Early 2016 capital investment to complete construction on major processing facilities

Marty Proctor, 7G's President and Chief Operating Officer, said: "Our high-priority 2016 capital investments include a portion of the originally planned drilling program, plus completing and tying in our inventory of about 60 wells that are already in the construction process. These wells are expected to grow production to our original 2016 target levels and support some of our planned 2017 growth. We are also building Super Pads, gathering pipelines and completing major production facilities, including a second 25,000 barrel-per-day condensate stabilizer at the Karr facility and our new Cutbank natural gas plant and associated pipelines.

"Our 2016 investment profile is weighted towards the first part of the year as we complete these well-advanced facility construction projects and reduce our drilling fleet from the current 10 rigs to about five for most of the year."

Scheduled to start up in the second quarter, the Cutbank plant is expected to take 7G's processing capacity at Kakwa from the current 250 million cubic feet per day (MMcf/d) to about 500 MMcf/d of liquids-rich natural gas. In 2016, the Company has contracted firm transportation capacity on Alliance Pipeline that averages approximately 350 MMcf/d, and that Alliance capacity is scheduled to incrementally step up to 500 MMcf/d in late 2018.

Proctor added: "The excess processing capacity we are building, and will hold between now and late 2018, gives us latitude to speed up or slow down our growth rate while taking advantage of opportunities to market third-party natural gas as well."

2015 production tops guidance

Production in 2015 averaged slightly more than 60,000 boe/d, which tops the Company's 2015 production guidance of 55,000 to 60,000 boe/d. Preliminary estimates indicate that production in December, when 7G's firm liquids-rich natural gas delivery capacity on Alliance increased to 250 MMcf/d, averaged about 87,000 boe/d, and fourth quarter production averaged about 77,500 boe/d.

Proctor said: "We just completed a very successful operational year marked by more productive and lower cost wells, strong year-end production growth, advanced start-up of our new Lator 2 natural gas processing plant, and improved safety. Our 2015 production increased more than 90 percent, up from 31,136 boe/d in 2014.

"Cost optimization improved throughout 2015. Preliminary accounting indicates that 2015 capital investment is expected to be near the mid-point of 7G's guidance range of between $1.30 billion and $1.35 billion.

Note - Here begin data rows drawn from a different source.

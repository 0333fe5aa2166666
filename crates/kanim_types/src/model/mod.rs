//! Canonical in-memory animation model shared by every decoder.
//!
//! A decode produces a [`Build`] (symbols and frames of the sprite sheet) and an
//! [`Anim`] (banks of keyframes), each paired with the [`Hashes`] table that resolves
//! its name hashes. Build symbols resolve against the build table; anim element
//! images and layers resolve against the anim table.

mod anim;
mod build;
mod hashes;
mod sprite;

pub use anim::{Anim, AnimBank, AnimFrame, Element};
pub use build::{Build, BuildTable, BuildTableRow, Frame, Symbol};
pub use hashes::Hashes;
pub use sprite::Sprite;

We expect capital efficiencies gained in 2015, due to faster drilling, more effective well completions and construction optimization at our new processing facilities, will at least continue, and likely improve further in 2016. We are drilling longer wells and implementing larger hydraulic fractures as part of our standard completions and both innovations are expected to improve recoveries of liquids rich natural gas."

Managing market risk

Chris Law, 7G's CFO, commented: "Despite the deterioration of commodity prices and the weaker Canadian dollar, our risk management program continues to fortify our near and longer-term financial strength through the execution of a methodical, three-year, rolling hedging program. With higher prices in the futures market, we have been able to forward sell liquids and natural gas at prices that provide threshold rates of return on planned capital investments.

The Canadian dollar weakness also means that 7G's US-dollar denominated debt increases on its balance sheet purely due to the currency exchange effect. A portion of 7G's natural gas and liquids are sold in US dollars, which helps offset the decline in the Canadian dollar and mitigates debt servicing costs. However, implied Canadian dollar debt metrics are inflated due to this currency movement.